When horse carriages are banned in New York, no one will miss them. Life will go on as usual.#banhorsecarriages pic.twitter.com/GLXyUH60DV
— Voters For Animal Rights (@theanimalvoters) March 2, 2020
💔This brutal video shows carriage drivers purposely blowing smoke into downed carriage horse Aisha’s face and her flipping over in terror. There is 17 minutes more of footage like this. Aisha was brutalized. Now she’s dead. Animal cruelty charges need to be filed. @NYPDPaws pic.twitter.com/JZhsWuQ4ML
— NYCLASS (@nyclass) March 2, 2020
馬の名前はアイーシャ。立つことができず、何度も転倒しています。厩舎に連れ帰られた後、かかりつけの獣医による治療が行われたものの効果はなく、安楽死措置が取られたとのこと。動画を見ると痛々しくはあるのですが、不適切な扱いをしているのかは不明です。治療そのものは1時間以内に行われていますが、問題視されているのは獣医を呼ばなかったこと、なのかな。

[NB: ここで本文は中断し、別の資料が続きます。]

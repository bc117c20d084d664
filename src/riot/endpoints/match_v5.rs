use crate::error::AppError;
use crate::riot::client::RiotClient;
use crate::riot::region::{Platform, Routing};
use crate::riot::types::MatchDto;

/// Largest `count` the match ids endpoint accepts.
pub const MATCH_IDS_PAGE_SIZE: u32 = 100;

impl RiotClient {
    /// Get one page of ranked match IDs played since `start_time` (epoch seconds).
    /// Uses regional routing (americas, europe, asia, sea)
    pub async fn get_ranked_match_ids(
        &self,
        platform: Platform,
        puuid: &str,
        start_time: i64,
        start: u32,
        count: u32,
    ) -> Result<Vec<String>, AppError> {
        let path = format!("/lol/match/v5/matches/by-puuid/{puuid}/ids");
        let query = [
            ("type", "ranked".to_string()),
            ("startTime", start_time.to_string()),
            ("start", start.to_string()),
            ("count", count.min(MATCH_IDS_PAGE_SIZE).to_string()),
        ];

        self.get(platform, Routing::Regional, &path, &query).await
    }

    /// Get match details by match ID
    /// Uses regional routing (americas, europe, asia, sea)
    pub async fn get_match(&self, platform: Platform, match_id: &str) -> Result<MatchDto, AppError> {
        let path = format!("/lol/match/v5/matches/{match_id}");

        self.get(platform, Routing::Regional, &path, &[]).await
    }
}

#[cfg(test)]
mod tests {
    use std::num::NonZeroU32;

    use httpmock::prelude::*;

    use super::*;

    #[tokio::test]
    async fn ranked_ids_query_is_clamped_to_one_page() {
        let server = MockServer::start_async().await;
        let mock = server
            .mock_async(|when, then| {
                when.method(GET)
                    .path("/lol/match/v5/matches/by-puuid/p1/ids")
                    .query_param("type", "ranked")
                    .query_param("startTime", "1767830400")
                    .query_param("start", "200")
                    .query_param("count", "100");
                then.status(200).json_body(serde_json::json!(["EUW1_3"]));
            })
            .await;

        let client = RiotClient::new("k".into(), NonZeroU32::MIN).with_base_url(server.base_url());
        let ids = client
            .get_ranked_match_ids(Platform::EUW1, "p1", 1_767_830_400, 200, 250)
            .await
            .unwrap();

        mock.assert_async().await;
        assert_eq!(ids, vec!["EUW1_3"]);
    }
}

ニューヨークのビル・デブラシオ市長もTwitterに「ニューヨーク市警の動物虐待捜査班」が捜査中とコメントしています。
The video of a horse collapsing and dying in Central Park yesterday is painful and says so much about a persistent problem.

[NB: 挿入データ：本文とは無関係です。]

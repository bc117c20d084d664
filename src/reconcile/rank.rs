use serde::Serialize;
use tracing::{debug, info, instrument};

use super::{Reconciler, ResolvedPlayer};
use crate::db::{RankSnapshotPair, SummonerRecord};
use crate::error::AppError;

/// Result of an explicit rank refresh.
#[derive(Debug, Clone, Copy, PartialEq, Eq, Serialize)]
#[serde(rename_all = "snake_case")]
pub enum UpsertOutcome {
    Inserted,
    Updated,
    UpToDate,
}

impl Reconciler<'_> {
    /// Cached ranks, fetched and stored only when the player has no row yet.
    ///
    /// An existing row is returned as-is however old it is; refreshing goes through
    /// [`Reconciler::upsert_rank_data`].
    #[instrument(skip_all, fields(puuid = %player.puuid))]
    pub async fn get_rank_data(
        &mut self,
        player: &ResolvedPlayer,
    ) -> Result<RankSnapshotPair, AppError> {
        if let Some(record) = self.store.summoner(&player.puuid).await? {
            debug!(last_update = record.last_update, "🏅 Serving cached ranks");
            return Ok(record.ranks);
        }

        let entries = self.league_entries(player).await?;
        let ranks = RankSnapshotPair::from_entries(&entries);
        let record = player.to_record(ranks.clone(), self.clock.now());

        if self.store.insert_summoner(&record).await? {
            info!(
                solo = %ranks.solo.label(),
                flex = %ranks.flex.label(),
                "🏅 Inserted new summoner"
            );
        } else {
            debug!("🏅 Summoner row appeared concurrently, keeping it");
        }

        Ok(ranks)
    }

    /// Write `fresh` if the stored row is missing or at least one staleness window old.
    #[instrument(skip_all, fields(puuid = %player.puuid))]
    pub async fn upsert_rank_data(
        &mut self,
        player: &ResolvedPlayer,
        fresh: &RankSnapshotPair,
    ) -> Result<UpsertOutcome, AppError> {
        let now = self.clock.now();
        let record = player.to_record(fresh.clone(), now);

        match self.store.summoner(&player.puuid).await? {
            None => {
                if self.store.insert_summoner(&record).await? {
                    info!("🏅 Inserted new summoner");
                    Ok(UpsertOutcome::Inserted)
                } else {
                    Ok(UpsertOutcome::UpToDate)
                }
            }
            Some(existing) if self.is_fresh(&existing, now) => {
                debug!(age_secs = now - existing.last_update, "🏅 Summoner is up to date");
                Ok(UpsertOutcome::UpToDate)
            }
            Some(existing) => {
                self.store.update_summoner(&record).await?;
                info!(age_secs = now - existing.last_update, "🏅 Updated summoner ranks");
                Ok(UpsertOutcome::Updated)
            }
        }
    }

    /// Fetch ranks and upsert them, skipping the remote call while the row is fresh.
    pub async fn refresh_rank_data(
        &mut self,
        player: &ResolvedPlayer,
    ) -> Result<UpsertOutcome, AppError> {
        if let Some(existing) = self.store.summoner(&player.puuid).await? {
            if self.is_fresh(&existing, self.clock.now()) {
                return Ok(UpsertOutcome::UpToDate);
            }
        }

        let entries = self.league_entries(player).await?;
        let fresh = RankSnapshotPair::from_entries(&entries);
        self.upsert_rank_data(player, &fresh).await
    }

    pub(super) fn is_fresh(&self, record: &SummonerRecord, now: i64) -> bool {
        now - record.last_update < self.settings.rank_staleness_secs
    }
}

We’ve made real progress in animal welfare but we must go further. The NYPD’s Animal Cruelty Investigation Squad is on the case and WILL get answers.
— Mayor Bill de Blasio (@NYCMayor) March 1, 2020
馬車馬はどの程度働いているのか
馬車馬がどの程度働いているのかについての研究はあまりないようで、アメリカ・チャールストンの馬車馬・ラバの研究が代表的なもののようです。
Retrospective Review of Carriage Horse and Mule Welfare in Charleston, South Carolina (2009–2012)
チャールストンの馬の稼働は年間平均で163日〜188日。1営業日あたり4.6時間仕事をしており、年間平均で865のツアーを行っていた、とされています。お客さんを載せていない時間は除いた時間なので、一日4~5回転くらいになるのでしょう。